Efendimizi Selamlama Adabı
Efendimizi Selamlama Adabı
“Bismillâhirrahmânirrahîm”
Medine ufkunda, Ravza’nın gül kokulu sabahında, gönül ellerini edeple bağlamalı…
Çünkü O’nu (S.A.V.) selamlamak, yalnızca dudaklardan dökülen kelimeler değil; kalbin en derin yerinden açan bir teslimiyet çiçeğidir.
Edebin Kapısından Girmek
Efendimiz’in (S.A.V.) huzuruna önce niyetin berraklığıyla varılır. Selam, kibirden arınmış, nefsin tozundan temizlenmiş bir kalbin dili olmalıdır.
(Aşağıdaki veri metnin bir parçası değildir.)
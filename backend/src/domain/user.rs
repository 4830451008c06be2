//! User account model.
//!
//! A user is identified externally by the wallet address they connect with;
//! the address is treated as an opaque string. Internally each account also
//! carries a UUID assigned on creation.

use std::fmt;

use chrono::{DateTime, Utc};
use serde::{Deserialize, Serialize};
use utoipa::ToSchema;
use uuid::Uuid;

/// Subject name used in failures raised by user operations.
pub const USER_SUBJECT: &str = "User";

/// Stable user identifier stored as a UUID.
#[derive(Debug, Clone, Copy, PartialEq, Eq, Hash, Serialize, Deserialize)]
#[serde(transparent)]
pub struct UserId(Uuid);

impl UserId {
    /// Wrap an existing UUID.
    pub fn from_uuid(id: Uuid) -> Self {
        Self(id)
    }

    /// Generate a new random identifier.
    pub fn random() -> Self {
        Self(Uuid::new_v4())
    }

    /// Access the underlying UUID.
    pub fn as_uuid(&self) -> &Uuid {
        &self.0
    }
}

impl fmt::Display for UserId {
    fn fmt(&self, f: &mut fmt::Formatter<'_>) -> fmt::Result {
        fmt::Display::fmt(&self.0, f)
    }
}

/// Registered account.
#[derive(Debug, Clone, PartialEq, Eq, Serialize, Deserialize, ToSchema)]
#[serde(rename_all = "camelCase")]
pub struct User {
    #[schema(value_type = String, example = "3fa85f64-5717-4562-b3fc-2c963f66afa6")]
    pub id: UserId,
    #[schema(example = "0x71C7656EC7ab88b098defB751B7401B5f6d8976F")]
    pub wallet_address: String,
    #[schema(example = "ada")]
    pub username: String,
    pub bio: String,
    #[schema(example = "student")]
    pub role: String,
    pub profile_picture: Option<String>,
    pub created_at: DateTime<Utc>,
    pub updated_at: DateTime<Utc>,
}

impl User {
    /// Materialise a new account from creation input.
    pub fn register(new_user: NewUser, now: DateTime<Utc>) -> Self {
        let NewUser {
            wallet_address,
            username,
            bio,
            role,
            profile_picture,
        } = new_user;
        Self {
            id: UserId::random(),
            wallet_address,
            username,
            bio,
            role,
            profile_picture,
            created_at: now,
            updated_at: now,
        }
    }

    /// Apply a partial update in place.
    pub fn apply(&mut self, changes: &UserChanges, now: DateTime<Utc>) {
        if changes.is_empty() {
            return;
        }
        if let Some(username) = &changes.username {
            self.username.clone_from(username);
        }
        if let Some(bio) = &changes.bio {
            self.bio.clone_from(bio);
        }
        if let Some(role) = &changes.role {
            self.role.clone_from(role);
        }
        if let Some(picture) = &changes.profile_picture {
            self.profile_picture = Some(picture.clone());
        }
        self.updated_at = now;
    }

    /// Whether any searchable field contains `needle` (already lowercased).
    pub fn matches(&self, needle: &str) -> bool {
        [
            self.username.as_str(),
            self.bio.as_str(),
            self.wallet_address.as_str(),
            self.role.as_str(),
        ]
        .iter()
        .any(|field| field.to_lowercase().contains(needle))
    }
}

/// Input for account creation.
#[derive(Debug, Clone, Default, PartialEq, Eq, Serialize, Deserialize, ToSchema)]
#[serde(rename_all = "camelCase", default)]
pub struct NewUser {
    pub wallet_address: String,
    pub username: String,
    pub bio: String,
    pub role: String,
    pub profile_picture: Option<String>,
}

impl NewUser {
    /// Creation input carrying only a wallet address.
    pub fn with_wallet(wallet_address: impl Into<String>) -> Self {
        Self {
            wallet_address: wallet_address.into(),
            ..Self::default()
        }
    }
}

/// Partial update of an account; absent fields are left untouched.
#[derive(Debug, Clone, Default, PartialEq, Eq, Serialize, Deserialize, ToSchema)]
#[serde(rename_all = "camelCase", default)]
pub struct UserChanges {
    pub username: Option<String>,
    pub bio: Option<String>,
    pub role: Option<String>,
    pub profile_picture: Option<String>,
}

impl UserChanges {
    /// True when the update would not modify any field.
    pub fn is_empty(&self) -> bool {
        self.username.is_none()
            && self.bio.is_none()
            && self.role.is_none()
            && self.profile_picture.is_none()
    }
}

/// Avatar lookup result.
#[derive(Debug, Clone, PartialEq, Eq, Serialize, Deserialize, ToSchema)]
pub struct Avatar {
    pub avatar: Option<String>,
}

impl Avatar {
    /// Build from a stored picture, treating blank values as absent.
    pub fn from_picture(picture: Option<&str>) -> Self {
        Self {
            avatar: picture
                .filter(|value| !value.trim().is_empty())
                .map(str::to_owned),
        }
    }
}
Kapıya vardığında bil ki orası taş duvarlardan ibaret değildir; orası, Ashâb’ın gözyaşlarının ıslattığı, Cebrâil’in gölgesine aldığı mukaddes bir mekândır.
Selamın Manası
“Esselâmü aleyke yâ Resûlallâh...”
Bu cümle yalnızca bir hitap değil, ruhun Efendisine biatıdır.
Böyle bir selam zamanı aşar, Medine’deki o kutlu mekâna uzanır ve asırlar öncesinin nurlu huzuruna düşer.
O’nu selamlamak, sanki Uhud’da can veren şehitlerin safına katılmak, Bedir’in duasında “Yâ Rab! Onları yalnız bırakma” niyazına ortak olmaktır.
Kalbin Duruşu
Selam verirken gözler hürmetin perdesini indirir; kalp ise muhabbetin kapılarını ardına kadar açar.
Dudaklar kelimeleri söyler ama asıl konuşan kalptir.
O’na hürmet, yalnızca huzurunda değil, hayatın her alanında, sünnetin gölgesinde yaşamaktır.
Huzurun Sessizliği
Efendimiz’in (S.A.V.) huzurunda ses yükselmez.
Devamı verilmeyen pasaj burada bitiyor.